▶ [TASK INSTRUCTIONS]: Only lines containing the string "NOSUCH" belong in the answer; copy all of them from the entries.

Dataset entries
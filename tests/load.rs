//! Integration tests loading complete programs from literal strings.
use mps_load::error::Import;
use mps_load::{KERNEL_SENTINEL_ROW, RowKind, Warning, WarningSection, parse};

/// A complete program exercising every section.
const TESTPROB: &str = "\
* A classic test problem
NAME          TESTPROB
ROWS
 N  COST
 L  LIM1
 G  LIM2
 E  MYEQN
COLUMNS
    XONE      COST             1   LIM1             1
    XONE      LIM2             1
    YTWO      COST             4   LIM1             1
    YTWO      MYEQN           -1
    ZTHREE    COST             9   LIM2             1
    ZTHREE    MYEQN            1
RHS
    RHS1      LIM1             5   LIM2            10
    RHS1      MYEQN            7
RANGES
    RNG1      LIM1             4
BOUNDS
 UP BND1      XONE             4
 LO BND1      YTWO            -1
 UP BND1      YTWO             1
ENDATA";

#[test]
fn full_program() {
    let mps = parse(TESTPROB).unwrap();

    assert_eq!(mps.name(), "TESTPROB");
    assert_eq!(mps.row_count(), 4);
    assert_eq!(mps.column_count(), 3);
    assert_eq!(mps.element_count(), 9);
    assert_eq!(mps.zero_element_count(), 0);

    assert_eq!(mps.row_names(), ["COST", "LIM1", "LIM2", "MYEQN"]);
    assert_eq!(mps.row_kinds(), [
        RowKind::Objective, RowKind::Less, RowKind::Greater, RowKind::Equal,
    ]);
    assert_eq!(mps.column_names(), ["XONE", "YTWO", "ZTHREE"]);

    assert_eq!(mps.kernel(), [
        (0, 1.0), (1, 1.0), (2, 1.0),
        (0, 4.0), (1, 1.0), (3, -1.0),
        (0, 9.0), (2, 1.0), (3, 1.0),
        (KERNEL_SENTINEL_ROW, 0.0),
    ]);
    assert_eq!(mps.column_starts(), [0, 3, 6, 9]);
    assert_eq!(mps.column(1), [(0, 4.0), (1, 1.0), (3, -1.0)]);

    assert_eq!(mps.rhs_name(), "RHS1");
    assert_eq!(mps.rhs(), [0.0, 5.0, 10.0, 7.0]);
    assert_eq!(mps.range_name(), "RNG1");
    assert_eq!(mps.ranges(), [0.0, 4.0, 0.0, 0.0]);

    assert_eq!(mps.bound_name(), "BND1");
    assert_eq!(mps.lower_bounds(), [0.0, -1.0, 0.0]);
    assert_eq!(mps.upper_bounds(), [4.0, 1.0, f64::INFINITY]);

    assert!(mps.warnings().is_empty());
}

#[test]
fn kernel_invariants() {
    let mps = parse(TESTPROB).unwrap();

    assert_eq!(mps.row_names().len(), mps.row_kinds().len());
    assert_eq!(mps.column_starts().len(), mps.column_count() + 1);

    for column in 0..mps.column_count() {
        let span = mps.column(column);
        assert!(span.windows(2).all(|pair| pair[0].0 < pair[1].0));
        assert!(span.iter().all(|&(row, _)| row >= 0 && (row as usize) < mps.row_count()));
    }

    let sentinel_position = mps.column_starts()[mps.column_count()];
    assert_eq!(mps.kernel()[sentinel_position], (KERNEL_SENTINEL_ROW, 0.0));
    assert_eq!(sentinel_position, mps.kernel().len() - 1);
}

#[test]
fn minimal_program_with_empty_rhs() {
    let program = "\
NAME
ROWS
 N  OBJ
COLUMNS
    X1        OBJ              1.0
RHS
ENDATA";
    let mps = parse(program).unwrap();

    assert_eq!(mps.name(), "");
    assert_eq!(mps.row_count(), 1);
    assert_eq!(mps.column_count(), 1);
    assert_eq!(mps.kernel().len(), 2);
    assert_eq!(mps.rhs(), [0.0]);
    assert_eq!(mps.warnings(), [Warning::EmptyRhs]);
}

#[test]
fn name_on_the_line_below_the_header() {
    let program = "\
NAME
    BELOW
ROWS
 N  OBJ
COLUMNS
    X1        OBJ              1.0
RHS
    RHS1      OBJ              2.0
ENDATA";
    let mps = parse(program).unwrap();

    assert_eq!(mps.name(), "BELOW");
    assert_eq!(mps.element_count(), 1);
}

#[test]
fn row_name_without_value_is_rejected() {
    let program = "\
NAME          ORPHAN
ROWS
 N  COST
 L  LIM1
COLUMNS
    X1        COST             1.0 LIM1
RHS
    RHS1      LIM1             3.0
ENDATA";
    let error = parse(program).unwrap_err();

    assert!(matches!(error, Import::Parse(_)));
    assert!(error.to_string().contains("LIM1"));
}

#[test]
fn rhs_row_name_without_value_is_rejected() {
    let program = "\
NAME          ORPHAN
ROWS
 N  COST
 L  LIM1
COLUMNS
    X1        COST             1.0
RHS
    RHS1      LIM1
ENDATA";
    let error = parse(program).unwrap_err();

    assert!(matches!(error, Import::Parse(_)));
}

#[test]
fn duplicate_row_cites_both_lines() {
    let program = "\
NAME          DUPROW
ROWS
 N  COST
 L  LIM1
 G  LIM1
COLUMNS
    X1        COST             1.0
RHS
ENDATA";
    let error = parse(program).unwrap_err();

    assert!(matches!(error, Import::Inconsistency(_)));
    let message = error.to_string();
    assert!(message.contains("LIM1"));
    assert!(message.contains('4'));
    assert!(message.contains('5'));
}

#[test]
fn unknown_row_in_columns() {
    let program = "\
NAME          BADROW
ROWS
 N  COST
COLUMNS
    X1        NOSUCH           1.0
RHS
ENDATA";
    let error = parse(program).unwrap_err();

    assert!(matches!(error, Import::Inconsistency(_)));
    assert!(error.to_string().contains("NOSUCH"));
}

#[test]
fn fixed_bound_sets_both_sides() {
    let program = "\
NAME          FIXED
ROWS
 N  COST
COLUMNS
    X1        COST             1.0
RHS
    RHS1      COST             2.0
BOUNDS
 FX BND1      X1               5.0
ENDATA";
    let mps = parse(program).unwrap();

    assert_eq!(mps.lower_bounds(), [5.0]);
    assert_eq!(mps.upper_bounds(), [5.0]);
}

#[test]
fn zero_coefficient_is_dropped() {
    let program = "\
NAME          ZEROES
ROWS
 N  COST
 L  LIM1
COLUMNS
    X1        COST             1.0 LIM1             0.0
RHS
    RHS1      LIM1             3.0
ENDATA";
    let mps = parse(program).unwrap();

    assert_eq!(mps.element_count(), 1);
    assert_eq!(mps.zero_element_count(), 1);
    assert_eq!(mps.kernel(), [(0, 1.0), (KERNEL_SENTINEL_ROW, 0.0)]);
    assert_eq!(mps.warnings(), [Warning::ZeroValue {
        section: WarningSection::Columns,
        line: 6,
        token: "0.0".to_string(),
    }]);
}

#[test]
fn excess_warnings_are_summarized() {
    let program = "\
NAME          NOISY
ROWS
 N  COST
 L  LIM1
 G  LIM2
 E  MYEQN
COLUMNS
    X1        COST             0.0 LIM1             0.0
    X1        LIM2             0.0 MYEQN            0.0
    X2        COST             1.0
RHS
    RHS1      LIM1             3.0
ENDATA";
    let mps = parse(program).unwrap();

    assert_eq!(mps.zero_element_count(), 4);
    let verbatim = mps.warnings().iter()
        .filter(|w| matches!(w, Warning::ZeroValue { .. }))
        .count();
    assert_eq!(verbatim, 2);
    assert!(mps.warnings().contains(&Warning::Suppressed {
        section: WarningSection::Columns,
        count: 2,
    }));
}

#[test]
fn too_small_buffer_is_not_an_mps_file() {
    let error = parse("NAME\nENDATA").unwrap_err();

    assert!(matches!(error, Import::Parse(_)));
}

#[test]
fn misspelled_optional_section_is_fatal() {
    let program = "\
NAME          TYPO
ROWS
 N  COST
COLUMNS
    X1        COST             1.0
RHS
    RHS1      COST             2.0
RNAGES
    RNG1      COST             1.0
ENDATA";
    let error = parse(program).unwrap_err();

    assert!(matches!(error, Import::Parse(_)));
    assert!(error.to_string().contains("RNAGES"));
}

#[test]
fn load_requires_a_known_extension() {
    let path = std::env::temp_dir().join(format!("mps_load_test_{}.txt", std::process::id()));
    std::fs::write(&path, TESTPROB).unwrap();

    let result = mps_load::load(&path);
    assert!(matches!(result, Err(Import::FileExtension(_))));

    std::fs::remove_file(&path).unwrap();
}

#[test]
fn load_reads_from_disk() {
    let path = std::env::temp_dir().join(format!("mps_load_test_{}.mps", std::process::id()));
    std::fs::write(&path, TESTPROB).unwrap();

    let mps = mps_load::load(&path).unwrap();
    assert_eq!(mps.name(), "TESTPROB");
    assert_eq!(mps.element_count(), 9);

    std::fs::remove_file(&path).unwrap();
}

▶ [TASK ANSWER]:
    X1        NOSUCH           1.0
    assert!(error.to_string().contains("NOSUCH"));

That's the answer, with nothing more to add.